## Task details
The data below holds a line containing "fn next_ready_task(state: &AgentState)" and a line containing "let patch_paths = state.patch_paths().to_vec();"; please quote exactly those two lines and every line between them, and nothing else.

========

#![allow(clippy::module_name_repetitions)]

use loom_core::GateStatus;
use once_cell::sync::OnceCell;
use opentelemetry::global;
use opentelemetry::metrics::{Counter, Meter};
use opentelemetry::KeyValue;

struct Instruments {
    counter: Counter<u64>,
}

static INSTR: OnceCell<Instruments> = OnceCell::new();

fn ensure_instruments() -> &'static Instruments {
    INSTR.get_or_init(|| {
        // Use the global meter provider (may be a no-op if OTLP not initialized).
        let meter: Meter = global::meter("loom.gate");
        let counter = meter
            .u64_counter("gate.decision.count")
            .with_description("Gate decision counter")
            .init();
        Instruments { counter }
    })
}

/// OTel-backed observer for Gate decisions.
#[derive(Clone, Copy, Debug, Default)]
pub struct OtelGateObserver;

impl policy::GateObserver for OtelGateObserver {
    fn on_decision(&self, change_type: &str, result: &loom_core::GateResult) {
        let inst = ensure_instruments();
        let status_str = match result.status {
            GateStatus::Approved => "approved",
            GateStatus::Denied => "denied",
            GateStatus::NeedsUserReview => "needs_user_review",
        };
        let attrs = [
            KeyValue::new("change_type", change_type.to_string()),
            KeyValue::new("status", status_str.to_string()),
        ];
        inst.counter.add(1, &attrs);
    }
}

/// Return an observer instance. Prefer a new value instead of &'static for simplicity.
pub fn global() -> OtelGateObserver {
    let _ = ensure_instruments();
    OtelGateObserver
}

========

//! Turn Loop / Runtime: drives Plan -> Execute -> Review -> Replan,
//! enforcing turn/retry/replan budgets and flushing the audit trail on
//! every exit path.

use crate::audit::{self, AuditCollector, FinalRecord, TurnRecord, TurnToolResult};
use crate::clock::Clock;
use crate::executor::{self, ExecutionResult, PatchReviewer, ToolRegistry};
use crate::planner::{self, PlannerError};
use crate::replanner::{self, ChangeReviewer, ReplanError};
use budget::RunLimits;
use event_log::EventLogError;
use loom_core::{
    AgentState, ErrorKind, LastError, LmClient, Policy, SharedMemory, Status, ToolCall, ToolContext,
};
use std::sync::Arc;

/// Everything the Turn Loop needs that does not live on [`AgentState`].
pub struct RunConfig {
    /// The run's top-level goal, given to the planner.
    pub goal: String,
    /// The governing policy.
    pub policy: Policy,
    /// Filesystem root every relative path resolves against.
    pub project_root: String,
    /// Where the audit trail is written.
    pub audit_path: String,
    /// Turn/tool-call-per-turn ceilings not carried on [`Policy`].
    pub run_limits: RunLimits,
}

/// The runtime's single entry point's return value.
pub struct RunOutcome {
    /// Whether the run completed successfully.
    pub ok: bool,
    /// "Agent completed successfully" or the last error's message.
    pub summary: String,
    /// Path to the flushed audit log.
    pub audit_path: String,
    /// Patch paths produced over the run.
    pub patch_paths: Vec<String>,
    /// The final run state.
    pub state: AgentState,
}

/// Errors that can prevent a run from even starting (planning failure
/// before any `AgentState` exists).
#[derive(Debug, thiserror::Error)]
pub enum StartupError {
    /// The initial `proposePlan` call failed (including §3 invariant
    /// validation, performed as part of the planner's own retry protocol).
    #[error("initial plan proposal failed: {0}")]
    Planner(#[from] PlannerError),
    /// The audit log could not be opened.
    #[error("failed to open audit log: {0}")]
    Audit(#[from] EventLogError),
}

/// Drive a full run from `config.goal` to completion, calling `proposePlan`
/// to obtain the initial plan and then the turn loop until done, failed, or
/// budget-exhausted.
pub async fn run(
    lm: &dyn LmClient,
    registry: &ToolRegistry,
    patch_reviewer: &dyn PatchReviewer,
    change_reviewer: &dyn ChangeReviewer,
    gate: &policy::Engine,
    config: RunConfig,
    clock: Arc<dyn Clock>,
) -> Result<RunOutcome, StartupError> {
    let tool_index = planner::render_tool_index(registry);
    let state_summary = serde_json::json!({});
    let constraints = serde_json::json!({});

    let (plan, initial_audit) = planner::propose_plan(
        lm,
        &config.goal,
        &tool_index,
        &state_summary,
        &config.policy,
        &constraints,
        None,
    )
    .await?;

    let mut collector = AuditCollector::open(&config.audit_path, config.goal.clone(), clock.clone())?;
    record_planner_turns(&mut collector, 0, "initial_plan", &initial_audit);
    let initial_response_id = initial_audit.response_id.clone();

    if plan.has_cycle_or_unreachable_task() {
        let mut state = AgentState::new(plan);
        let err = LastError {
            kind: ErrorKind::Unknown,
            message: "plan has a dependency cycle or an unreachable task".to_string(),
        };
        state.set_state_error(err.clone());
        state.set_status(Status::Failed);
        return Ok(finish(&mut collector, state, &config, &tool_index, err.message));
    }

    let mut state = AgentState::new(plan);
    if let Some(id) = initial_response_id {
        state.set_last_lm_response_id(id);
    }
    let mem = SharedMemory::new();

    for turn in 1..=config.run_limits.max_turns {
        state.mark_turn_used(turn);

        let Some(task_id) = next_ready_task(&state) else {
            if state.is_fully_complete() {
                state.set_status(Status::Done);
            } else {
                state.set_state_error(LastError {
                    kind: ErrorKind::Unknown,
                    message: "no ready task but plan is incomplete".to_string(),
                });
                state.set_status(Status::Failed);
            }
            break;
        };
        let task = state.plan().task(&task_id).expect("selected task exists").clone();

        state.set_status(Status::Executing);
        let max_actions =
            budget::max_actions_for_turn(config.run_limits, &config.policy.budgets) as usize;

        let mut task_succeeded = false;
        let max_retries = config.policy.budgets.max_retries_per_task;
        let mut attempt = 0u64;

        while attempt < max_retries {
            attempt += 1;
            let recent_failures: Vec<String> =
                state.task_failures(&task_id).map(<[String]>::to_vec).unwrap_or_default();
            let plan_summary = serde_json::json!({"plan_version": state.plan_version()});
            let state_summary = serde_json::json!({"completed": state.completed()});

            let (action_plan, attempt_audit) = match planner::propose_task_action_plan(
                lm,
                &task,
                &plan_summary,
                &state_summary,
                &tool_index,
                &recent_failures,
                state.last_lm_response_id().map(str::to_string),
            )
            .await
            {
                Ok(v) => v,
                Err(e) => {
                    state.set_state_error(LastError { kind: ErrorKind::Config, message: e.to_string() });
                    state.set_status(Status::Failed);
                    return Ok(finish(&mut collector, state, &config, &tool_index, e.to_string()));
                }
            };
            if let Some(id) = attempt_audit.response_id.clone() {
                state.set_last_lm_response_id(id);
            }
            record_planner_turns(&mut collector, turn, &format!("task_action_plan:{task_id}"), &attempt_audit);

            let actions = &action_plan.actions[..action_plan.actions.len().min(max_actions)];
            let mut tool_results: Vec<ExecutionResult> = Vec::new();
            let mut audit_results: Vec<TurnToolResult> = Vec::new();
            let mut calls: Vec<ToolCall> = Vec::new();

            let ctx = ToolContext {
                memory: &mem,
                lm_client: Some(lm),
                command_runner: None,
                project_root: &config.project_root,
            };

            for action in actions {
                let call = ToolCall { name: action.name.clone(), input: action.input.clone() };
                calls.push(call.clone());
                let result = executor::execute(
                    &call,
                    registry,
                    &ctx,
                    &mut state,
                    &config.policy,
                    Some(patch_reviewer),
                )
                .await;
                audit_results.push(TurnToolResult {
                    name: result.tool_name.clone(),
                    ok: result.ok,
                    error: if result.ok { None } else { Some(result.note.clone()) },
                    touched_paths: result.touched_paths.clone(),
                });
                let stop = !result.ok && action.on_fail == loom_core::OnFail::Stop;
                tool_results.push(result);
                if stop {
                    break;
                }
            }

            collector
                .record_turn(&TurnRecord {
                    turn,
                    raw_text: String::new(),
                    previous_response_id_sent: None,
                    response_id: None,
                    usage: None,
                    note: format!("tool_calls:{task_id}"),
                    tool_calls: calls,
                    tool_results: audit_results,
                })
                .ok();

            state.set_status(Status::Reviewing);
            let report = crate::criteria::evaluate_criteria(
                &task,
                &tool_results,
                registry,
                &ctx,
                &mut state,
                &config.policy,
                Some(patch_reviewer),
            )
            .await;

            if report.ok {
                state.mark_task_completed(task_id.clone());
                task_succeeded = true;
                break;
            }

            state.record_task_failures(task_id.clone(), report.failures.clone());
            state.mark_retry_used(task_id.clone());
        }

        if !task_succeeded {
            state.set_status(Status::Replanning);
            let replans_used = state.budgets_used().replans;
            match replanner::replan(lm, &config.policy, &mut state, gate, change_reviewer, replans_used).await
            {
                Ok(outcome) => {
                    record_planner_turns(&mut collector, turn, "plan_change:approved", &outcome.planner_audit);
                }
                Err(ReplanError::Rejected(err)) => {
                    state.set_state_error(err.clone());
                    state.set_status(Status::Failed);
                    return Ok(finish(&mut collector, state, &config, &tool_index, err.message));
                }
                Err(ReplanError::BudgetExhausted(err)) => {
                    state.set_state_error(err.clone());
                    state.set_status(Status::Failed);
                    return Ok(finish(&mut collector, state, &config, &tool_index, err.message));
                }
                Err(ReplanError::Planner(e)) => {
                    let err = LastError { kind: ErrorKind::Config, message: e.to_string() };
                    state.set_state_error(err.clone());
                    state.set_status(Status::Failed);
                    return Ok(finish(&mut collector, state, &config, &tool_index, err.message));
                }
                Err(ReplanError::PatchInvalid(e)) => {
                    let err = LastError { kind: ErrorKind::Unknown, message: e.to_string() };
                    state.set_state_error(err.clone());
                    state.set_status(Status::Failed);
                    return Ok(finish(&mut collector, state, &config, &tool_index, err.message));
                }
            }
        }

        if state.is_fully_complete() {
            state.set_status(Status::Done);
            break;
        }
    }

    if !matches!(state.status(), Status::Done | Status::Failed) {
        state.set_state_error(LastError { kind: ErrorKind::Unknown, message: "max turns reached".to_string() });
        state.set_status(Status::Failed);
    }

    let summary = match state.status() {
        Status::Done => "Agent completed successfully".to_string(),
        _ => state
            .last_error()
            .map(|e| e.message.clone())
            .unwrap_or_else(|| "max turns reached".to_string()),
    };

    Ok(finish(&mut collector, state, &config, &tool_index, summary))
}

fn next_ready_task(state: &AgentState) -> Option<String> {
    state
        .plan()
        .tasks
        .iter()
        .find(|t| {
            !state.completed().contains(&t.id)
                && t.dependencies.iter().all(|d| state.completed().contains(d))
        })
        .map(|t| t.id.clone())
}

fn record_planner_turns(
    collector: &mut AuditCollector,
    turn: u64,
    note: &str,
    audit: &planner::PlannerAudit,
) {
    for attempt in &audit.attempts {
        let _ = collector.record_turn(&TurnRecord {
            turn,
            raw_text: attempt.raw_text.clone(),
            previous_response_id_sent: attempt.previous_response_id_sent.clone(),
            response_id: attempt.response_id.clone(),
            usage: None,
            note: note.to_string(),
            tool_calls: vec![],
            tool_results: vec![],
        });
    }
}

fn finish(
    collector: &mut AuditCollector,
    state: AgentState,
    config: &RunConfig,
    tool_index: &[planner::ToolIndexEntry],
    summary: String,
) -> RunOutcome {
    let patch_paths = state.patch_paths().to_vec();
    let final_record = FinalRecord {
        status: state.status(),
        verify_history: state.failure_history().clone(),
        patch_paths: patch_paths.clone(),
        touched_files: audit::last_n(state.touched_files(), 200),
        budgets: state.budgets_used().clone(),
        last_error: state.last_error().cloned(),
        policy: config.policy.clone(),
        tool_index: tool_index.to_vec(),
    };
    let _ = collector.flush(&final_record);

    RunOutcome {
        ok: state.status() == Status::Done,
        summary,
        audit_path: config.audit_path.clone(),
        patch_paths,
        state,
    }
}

========

## Completed task
fn next_ready_task(state: &AgentState) -> Option<String> {
    state
        .plan()
        .tasks
        .iter()
        .find(|t| {
            !state.completed().contains(&t.id)
                && t.dependencies.iter().all(|d| state.completed().contains(d))
        })
        .map(|t| t.id.clone())
}

fn record_planner_turns(
    collector: &mut AuditCollector,
    turn: u64,
    note: &str,
    audit: &planner::PlannerAudit,
) {
    for attempt in &audit.attempts {
        let _ = collector.record_turn(&TurnRecord {
            turn,
            raw_text: attempt.raw_text.clone(),
            previous_response_id_sent: attempt.previous_response_id_sent.clone(),
            response_id: attempt.response_id.clone(),
            usage: None,
            note: note.to_string(),
            tool_calls: vec![],
            tool_results: vec![],
        });
    }
}

fn finish(
    collector: &mut AuditCollector,
    state: AgentState,
    config: &RunConfig,
    tool_index: &[planner::ToolIndexEntry],
    summary: String,
) -> RunOutcome {
    let patch_paths = state.patch_paths().to_vec();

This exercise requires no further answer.